Almost 2 years after his death, and overlooked for years by the media, the winner of the Nobel Prize for Literature (1998) is back in the news with the appearance of a lost work.

Walfredo Angulo

The work is “Claraboya” (“Skylight”), a book that was censored under the politics and dictatorship of Antonio De Oliveira Salazar in Portugal in the 1950s. A publishing house decided not to publish it due to its defiant stance during a particularly dark period in the history of the Lusitanian people which, like many others, Saramago confronted from hiding and in exile.

In its 300 pages, which have now been published in Spain, Portugal and Brazil, the work demonizes the social conventions and politics of the era, and this publication has granted the wish of the writer – that the work would see the light after his death.

The manuscript was given to a friend in 1953, who took it to the publishing house, and Saramago heard nothing more until 1989, when they announced that they had found it while changing premises.

Despite the fact that his first novel, “Tierra de Pecado” (“Land of Sin”), was published in 1947, the disregard of his second novel hit him hard and, according to his widow, Pilar del Rio, he didn’t write again for more than two decades.

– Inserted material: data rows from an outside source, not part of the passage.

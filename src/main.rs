//! VAS Analytics - Batch Entry Point
//!
//! Loads a CSV of VAS logs, runs the pipeline and prints the three results
//! as JSON on stdout. The interactive dashboard consumes the same library
//! API; this binary covers batch and scripting use.

use std::process::ExitCode;

use vas_analytics_core::constants::DEFAULT_WINDOW_HOURS;
use vas_analytics_core::{dataset, pipeline, Config};

fn main() -> ExitCode {
    env_logger::Builder::from_env(env_logger::Env::default().default_filter_or("info")).init();

    let args: Vec<String> = std::env::args().collect();
    let Some(path) = args.get(1) else {
        eprintln!("usage: vas-analytics-core <csv-path> [service] [window-hours]");
        return ExitCode::FAILURE;
    };
    let service = args.get(2).map(String::as_str).unwrap_or("All");
    let window_hours = match args.get(3).map(|v| v.parse::<u32>()) {
        Some(Ok(hours)) if hours > 0 => hours,
        Some(_) => {
            eprintln!("window-hours must be a positive integer");
            return ExitCode::FAILURE;
        }
        None => DEFAULT_WINDOW_HOURS,
    };

    log::info!(
        "Starting VAS analytics run for {} ({}h window)",
        service,
        window_hours
    );

    let config = Config::from_env();
    let result = dataset::load_csv(path)
        .and_then(|records| pipeline::run(&records, service, window_hours, &config));

    match result {
        Ok(output) => match serde_json::to_string_pretty(&output) {
            Ok(json) => {
                println!("{}", json);
                ExitCode::SUCCESS
            }
            Err(e) => {
                log::error!("Failed to serialize results: {}", e);
                ExitCode::FAILURE
            }
        },
        Err(e) => {
            log::error!("{}", e);
            ExitCode::FAILURE
        }
    }
}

She said Saramago called it ‘the book lost and found in time,’ and showed us some of his notebooks with annotations he made while writing the book, as well as the original manuscript as it was when it was sent to the publisher.

Just over 30 years old and married with a daughter, the author was having some serious financial problems, with no one to turn to as his father and grandfather made up part of the tens of thousands of illiterate Portuguese.

Saramago used a simple format to complete the book. The narrator takes us through the skylight into an old building in Lisbon and invites us to watch as he recreates the prevailing sense of oppression and hardship. It is a book where the family, which is the pillar of society, is like a nest of vipers and the story includes rape, lesbian love, and abuse.

Saramago is one of the most read Latin authors in South America and the Caribbean.  Both before and after receiving the Nobel Prize for literature, Cuban and Brazilian editors published many of his works including “Memoirs of the convent”, “The history of the Siege of Lisbon”, “Year of the Death of Ricardo Reis”, “The gospel according to Jesus Christ”, “Blindness”, “Seeing” and “The stone raft – a critique on the integration of Portugal and Spain into the European economic community”.

As an outspoken defender of the Cuban revolution, he was proud to have been a member of the Portuguese Communist Party since its underground movement and to have taken part in the Carnation Revolution of 1974, a movement of militia and left-wing forces that brought about democratic reform in the country.

Now, to reconfirm his resurrection and immortality, it has been announced that there will be another unedited work released at the end of this year – “Alabardas, alabardas, espingardas, espingardas” (“Halberds, halberds, muskets muskets”) – which takes its title from verses by the poet and playwright, Gil Vicente (1465-1536), condemning the arms race and arms trafficking.